Age-related hearing loss was recently established as the largest modifiable risk factor for Alzheimer’s disease (AD), however, the reasons for this link remain unclear. We investigate shared underlying genetic associations using results from recent large genome-wide association studies (GWAS) on adult hearing difficulty and AD. Genetic correlation and Mendelian randomization (MR) analysis do not support a genetic correlation between the disorders, but suggest a direct causal link from AD genetic risk to hearing difficulty, driven by APOE. Systematic MR analyses on the effect of other traits revealed shared effects of glutamine, gamma-glutamylglutamine, and citrate levels on reduced risk of both hearing difficulty and AD. In addition, pathway analysis on GWAS risk variants suggests shared function in neuronal signalling pathways as well as etiology of diabetes and cardiovascular disease. However, after multiple testing corrections, neither analysis led to statistically significant associations. Altogether, our genetic-driven analysis suggests hearing difficulty and AD are linked by a shared vulnerability in molecular pathways rather than by a shared genetic architecture.

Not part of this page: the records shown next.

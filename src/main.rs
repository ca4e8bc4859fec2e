use anyhow::{Context, Result};
use clap::{Parser, Subcommand};
use log::{info, warn};
use std::path::PathBuf;
use std::sync::Arc;
use tokio::sync::watch;
use wl_sens::config::AppConfig;
use wl_sens::core::{FileCoordinator, UpdateManager};
use wl_sens_core::{activate, Registry, Sensor, SharedCoordinator};

/// wl-sens - Capability-gated sensors for WeatherLink stations
#[derive(Parser, Debug)]
#[command(name = "wl-sens")]
#[command(author, version, about, long_about = None)]
struct Cli {
    /// Debug verbosity level (0=quiet, 1=info, 2=debug, 3=trace)
    #[arg(short = 'd', long = "debug", value_name = "LEVEL", default_value = "0", global = true)]
    debug: u8,

    /// Config file to use instead of the default location
    #[arg(short = 'c', long = "config", value_name = "FILE", global = true)]
    config: Option<PathBuf>,

    #[command(subcommand)]
    command: Command,
}

#[derive(Subcommand, Debug)]
enum Command {
    /// List every registered sensor and its requirements
    List,
    /// Read a snapshot once and print the active sensors
    Show {
        /// Snapshot file (defaults to the configured one)
        #[arg(value_name = "SNAPSHOT")]
        snapshot: Option<PathBuf>,
        /// Print readings as JSON
        #[arg(long)]
        json: bool,
    },
    /// Re-read the snapshot on every poll interval until interrupted
    Watch {
        /// Snapshot file (defaults to the configured one)
        #[arg(value_name = "SNAPSHOT")]
        snapshot: Option<PathBuf>,
        /// Print readings as JSON lines
        #[arg(long)]
        json: bool,
    },
}

#[tokio::main]
async fn main() -> Result<()> {
    let cli = Cli::parse();

    // Level 0 (default): warn only
    // Level 1: info
    // Level 2: debug
    // Level 3+: trace
    let log_level = match cli.debug {
        0 => "warn",
        1 => "info",
        2 => "debug",
        _ => "trace",
    };
    // Allow RUST_LOG to override CLI setting
    env_logger::Builder::from_env(env_logger::Env::default().default_filter_or(log_level)).init();

    info!("Starting wl-sens v{}", env!("CARGO_PKG_VERSION"));

    let config = match &cli.config {
        Some(path) => AppConfig::load_from_path(path)
            .with_context(|| format!("Failed to load config {}", path.display()))?,
        None => AppConfig::load().unwrap_or_else(|e| {
            warn!("Failed to load config, using defaults: {:#}", e);
            AppConfig::default()
        }),
    };

    let registry = wl_sens_sensors::builtin_registry()?;

    match cli.command {
        Command::List => list_sensors(registry),
        Command::Show { snapshot, json } => {
            let coordinator = open_coordinator(&config, snapshot)?;
            coordinator.refresh()?;
            let shared: SharedCoordinator = coordinator;
            print_readings(&activate(registry, &shared), json)
        }
        Command::Watch { snapshot, json } => watch_sensors(registry, &config, snapshot, json).await,
    }
}

fn open_coordinator(config: &AppConfig, snapshot: Option<PathBuf>) -> Result<Arc<FileCoordinator>> {
    let path = snapshot
        .or_else(|| config.station.snapshot_path.clone())
        .context("No snapshot file given and none configured")?;
    Ok(Arc::new(FileCoordinator::new(path, &config.station)))
}

fn list_sensors(registry: &Registry) -> Result<()> {
    for descriptor in registry.descriptors() {
        println!(
            "{:<28} {:<24} {}",
            descriptor.key(),
            descriptor.name(),
            descriptor.requirements()
        );
    }
    Ok(())
}

fn print_readings(sensors: &[Sensor], json: bool) -> Result<()> {
    let readings: Vec<_> = sensors.iter().map(Sensor::read).collect();

    if json {
        println!("{}", serde_json::to_string(&readings)?);
        return Ok(());
    }

    for reading in &readings {
        let value = match (&reading.value, reading.available) {
            (_, false) => "unavailable".to_string(),
            (Some(value), true) => value.to_string(),
            (None, true) => "-".to_string(),
        };
        println!(
            "{:<40} {} {}",
            reading.name,
            value,
            reading.unit.unwrap_or("")
        );
    }
    Ok(())
}

async fn watch_sensors(
    registry: &Registry,
    config: &AppConfig,
    snapshot: Option<PathBuf>,
    json: bool,
) -> Result<()> {
    let coordinator = open_coordinator(config, snapshot)?;
    // Sensors are gated on the first snapshot only
    coordinator.refresh()?;
    let shared: SharedCoordinator = coordinator.clone();
    let sensors = activate(registry, &shared);

    let manager = UpdateManager::new(coordinator, config.station.poll_interval());
    info!("Watching with a {:?} interval", manager.interval());

    let (tx, rx) = watch::channel(false);
    tokio::spawn(async move {
        if tokio::signal::ctrl_c().await.is_ok() {
            let _ = tx.send(true);
        }
    });

    let refreshes = manager
        .run(rx, || {
            if let Err(e) = print_readings(&sensors, json) {
                warn!("Failed to print readings: {}", e);
            }
        })
        .await;

    info!("Stopped after {} refreshes", refreshes);
    Ok(())
}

与年龄相关的听力损失最近被确定为阿尔茨海默病 (AD) 的最大可改变风险因素，然而，这种联系的原因仍不清楚。我们使用最近关于成人听力困难和 AD 的大型全基因组关联研究 (GWAS) 的结果调查共享的潜在遗传关联。遗传相关性和孟德尔随机化 (MR) 分析不支持疾病之间的遗传相关性，但表明 AD 遗传风险与听力困难之间存在直接的因果关系，由APOE驱动. 对其他性状影响的系统 MR 分析揭示了谷氨酰胺、γ-谷氨酰谷氨酰胺和柠檬酸盐水平对降低听力困难和 AD 风险的共同影响。此外，对 GWAS 风险变异的通路分析表明，神经元信号通路以及糖尿病和心血管疾病的病因具有共同的功能。然而，经过多次测试校正，两种分析都没有导致统计学上显着的关联。总而言之，我们的基因驱动分析表明，听力困难和 AD 是通过分子途径中的共同脆弱性而不是共同的遗传结构联系起来的。